Back then, the Countach as designed by the great Marcello Gandini (who would also design Lambo's own Diablo, as well as the original BMW 5 Series, and even the Renault 5 Turbo) was clean, lean, almost a perfect wedge shape with delicate detailing around the rear lights and a sense of lightness to its look. None of the heavy-weight eighties add-ons here.


The new Countach references that Gandini original very closely. There are no big wings, and the air intakes for the mighty V12 engine are subtle, perhaps with the exception of the big, black, carbon-fibre vent that cuts into the doors. There are no pop-up headlights this time around, sadly, but there are delicate brake lights, picked out in LED strips, at the rear, set into the concave black panel that makes up the rear of the car.

Unquestioned beauty

It's a pretty stunning thing - yes, retro design only gets you so far, really, but this is unquestionably a beautiful car, and one more beautiful than most of what Lamborghini has been creating of late. "The Countach is one of the most significant and exciting cars in automotive history as well as in Lamborghini's heritage," says Mitja Borkert, Lamborghini's head of design.
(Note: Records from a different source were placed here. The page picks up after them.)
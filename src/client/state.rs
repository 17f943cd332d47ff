//! Shared, mutable session state.
//!
//! The live connection slot is the only piece of shared state that decides
//! which reader is the primary feed. Every change to it (install on start,
//! swap on reconnect, clear on stop) happens inside the one `live` lock, and
//! the connection being displaced is marked stale inside that same critical
//! section. Counters are lock-free.

use parking_lot::Mutex;
use serde::Serialize;
use std::sync::atomic::{AtomicU64, Ordering};

use crate::client::connection::ConnectionHandle;

/// Lifecycle of the background stream reader.
#[derive(Debug, Clone, Copy, PartialEq, Eq, Serialize)]
#[serde(rename_all = "snake_case")]
pub enum ReaderState {
    /// Pulling lines from the live connection
    Reading,
    /// Waiting to re-establish the connection
    Reconnecting,
    /// No reader is active
    Stopped,
}

/// Point-in-time view of a session.
#[derive(Debug, Clone, PartialEq, Eq, Serialize)]
pub struct SessionDiagnostics {
    /// State of the current reader.
    pub state: ReaderState,
    /// Id of the live connection, if any.
    pub live_connection: Option<u64>,
    /// Handshakes attempted, initial and reconnects.
    pub connect_attempts: u64,
    /// Successful reconnects.
    pub reconnects: u64,
    /// Envelopes pushed onto the output channel.
    pub records_delivered: u64,
    /// Lines dropped as malformed or oversized.
    pub malformed_records: u64,
    /// Keep-alive blank lines skipped.
    pub blank_lines: u64,
}

#[derive(Debug, Default)]
pub(crate) struct SessionStats {
    pub(crate) connect_attempts: AtomicU64,
    pub(crate) reconnects: AtomicU64,
    pub(crate) records_delivered: AtomicU64,
    pub(crate) malformed_records: AtomicU64,
    pub(crate) blank_lines: AtomicU64,
}

impl SessionStats {
    pub(crate) fn bump(counter: &AtomicU64) {
        counter.fetch_add(1, Ordering::Relaxed);
    }
}

#[derive(Debug)]
pub(crate) struct SessionState {
    live: Mutex<Option<ConnectionHandle>>,
    reader: Mutex<ReaderState>,
    next_id: AtomicU64,
    pub(crate) stats: SessionStats,
}

impl SessionState {
    pub(crate) fn new() -> Self {
        SessionState {
            live: Mutex::new(None),
            reader: Mutex::new(ReaderState::Stopped),
            next_id: AtomicU64::new(1),
            stats: SessionStats::default(),
        }
    }

    pub(crate) fn next_connection_id(&self) -> u64 {
        self.next_id.fetch_add(1, Ordering::Relaxed)
    }

    /// Make `handle` the live connection, closing whatever was live before.
    pub(crate) fn install(&self, handle: ConnectionHandle) {
        let mut live = self.live.lock();
        if let Some(previous) = live.replace(handle) {
            previous.close();
        }
        *self.reader.lock() = ReaderState::Reading;
    }

    /// Swap in `handle` only if `expected` is still the live connection.
    ///
    /// Returns false when the session was stopped or restarted meanwhile;
    /// the caller must then discard `handle`.
    pub(crate) fn replace_if_live(&self, expected: u64, handle: ConnectionHandle) -> bool {
        let mut live = self.live.lock();
        match live.as_ref() {
            Some(current) if current.id() == expected && !current.is_stale() => {
                current.close();
                *live = Some(handle);
                *self.reader.lock() = ReaderState::Reading;
                true
            }
            _ => false,
        }
    }

    /// Clear the live slot if it still holds connection `id`.
    pub(crate) fn retire(&self, id: u64) {
        let mut live = self.live.lock();
        if live.as_ref().is_some_and(|current| current.id() == id) {
            if let Some(current) = live.take() {
                current.close();
            }
            *self.reader.lock() = ReaderState::Stopped;
        }
    }

    /// Close and clear the live connection. No-op when nothing is live.
    pub(crate) fn stop(&self) -> Option<u64> {
        let mut live = self.live.lock();
        let previous = live.take()?;
        previous.close();
        *self.reader.lock() = ReaderState::Stopped;
        Some(previous.id())
    }

    /// Record the state of the reader bound to connection `id`.
    ///
    /// Ignored for readers that are no longer the live feed.
    pub(crate) fn set_reader_state(&self, id: u64, state: ReaderState) {
        let live = self.live.lock();
        let is_current = match live.as_ref() {
            Some(current) => current.id() == id,
            None => state == ReaderState::Stopped,
        };
        if is_current {
            *self.reader.lock() = state;
        }
    }

    pub(crate) fn live_connection(&self) -> Option<ConnectionHandle> {
        self.live.lock().clone()
    }

    pub(crate) fn diagnostics(&self) -> SessionDiagnostics {
        let live = self.live.lock();
        let stats = &self.stats;
        SessionDiagnostics {
            state: *self.reader.lock(),
            live_connection: live.as_ref().map(ConnectionHandle::id),
            connect_attempts: stats.connect_attempts.load(Ordering::Relaxed),
            reconnects: stats.reconnects.load(Ordering::Relaxed),
            records_delivered: stats.records_delivered.load(Ordering::Relaxed),
            malformed_records: stats.malformed_records.load(Ordering::Relaxed),
            blank_lines: stats.blank_lines.load(Ordering::Relaxed),
        }
    }
}

#[cfg(test)]
mod tests {
    use super::*;

    #[test]
    fn test_install_closes_previous() {
        let state = SessionState::new();
        let first = ConnectionHandle::new(state.next_connection_id());
        let second = ConnectionHandle::new(state.next_connection_id());

        state.install(first.clone());
        assert!(!first.is_stale());
        state.install(second.clone());

        assert!(first.is_stale());
        assert!(!second.is_stale());
        assert_eq!(state.diagnostics().live_connection, Some(second.id()));
    }

    #[test]
    fn test_replace_if_live() {
        let state = SessionState::new();
        let first = ConnectionHandle::new(1);
        state.install(first.clone());

        let second = ConnectionHandle::new(2);
        assert!(state.replace_if_live(1, second.clone()));
        assert!(first.is_stale());

        // connection 1 is no longer live, so a late swap loses
        assert!(!state.replace_if_live(1, ConnectionHandle::new(3)));
        assert_eq!(state.live_connection().map(|h| h.id()), Some(2));
    }

    #[test]
    fn test_replace_after_stop_is_refused() {
        let state = SessionState::new();
        state.install(ConnectionHandle::new(1));
        assert_eq!(state.stop(), Some(1));
        assert!(!state.replace_if_live(1, ConnectionHandle::new(2)));
        assert!(state.live_connection().is_none());
    }

    #[test]
    fn test_stop_is_idempotent() {
        let state = SessionState::new();
        assert_eq!(state.stop(), None);
        let handle = ConnectionHandle::new(1);
        state.install(handle.clone());
        assert_eq!(state.stop(), Some(1));
        assert_eq!(state.stop(), None);
        assert!(handle.is_stale());
        assert_eq!(state.diagnostics().state, ReaderState::Stopped);
    }

    #[test]
    fn test_superseded_reader_state_is_ignored() {
        let state = SessionState::new();
        state.install(ConnectionHandle::new(1));
        state.install(ConnectionHandle::new(2));

        state.set_reader_state(1, ReaderState::Stopped);
        assert_eq!(state.diagnostics().state, ReaderState::Reading);

        state.set_reader_state(2, ReaderState::Reconnecting);
        assert_eq!(state.diagnostics().state, ReaderState::Reconnecting);
    }

    #[test]
    fn test_retire_only_matching_connection() {
        let state = SessionState::new();
        let handle = ConnectionHandle::new(5);
        state.install(handle.clone());

        state.retire(4);
        assert!(!handle.is_stale());

        state.retire(5);
        assert!(handle.is_stale());
        assert!(state.live_connection().is_none());
    }
}
//! Fluidinfo wire conventions: header names, content types, default
//! endpoints, and the helpers that render credentials and client identity
//! into request headers.
//!
//! # Header Formats
//!
//! | Header | Format | Example |
//! |--------|--------|---------|
//! | Authorization | `Basic base64(user:password)` | `Basic YWxpY2U6c2VjcmV0` |
//! | X-Fluidinfo-Client | Free text | `fluidinfo-stream` |
//! | X-Fluidinfo-Client-URL | URL | `https://github.com/micrypt/fluidinfo-stream` |
//! | X-Fluidinfo-Version | Version string | `0.1.0` |

pub mod constants;
mod headers;

pub use headers::{basic_auth_value, client_headers, join_target};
“The Countach LPI 800- 4 project is an incomparable design opportunity: to take a car so important and continue its evolution into a new era is a unique privilege. The Countach was provocative and polarising, it made people smile and stare, but its infamous recognisability demonstrates the purity of its design legacy: the Countach LPI 800-4 elevates that clarity to a new level, celebrated in an exclusive limited edition to take its place in motoring history.”

Underneath, the Countach uses carbon-fibre for its chassis as well as all body panels, keeping its weight down to 1,595kg (dry weight). Power - all 814hp of it - comes from the big V12 engine (which delivers 780hp) and the hybrid system (which delivers the other 34hp).

Hybrid Lambo

The hybrid bit is lifted from the recent limited-run Sian supercar, which instead of conventional lithium-ion batteries uses super-capacitors. They’re lighter, and faster-reacting than conventional batteries, but sadly can’t hold as much of a charge for as long. This will be the last time Lambo uses them, in fact - the next-generation of big Lamborghini supercar will use a plugin-hybrid V12.

The Countach is making sure that the super-capacitor tech goes out on a high, though. Thanks to four-wheel drive, the V12 can shove it from 0-100km/h in just 2.8 seconds, and on to a top speed (legality allowing) of 335km/h.

The new Countach will be shown off to the public at the upcoming The Quail: A Motorsports Gathering, which is part of the big-money Monterey classic car event in California.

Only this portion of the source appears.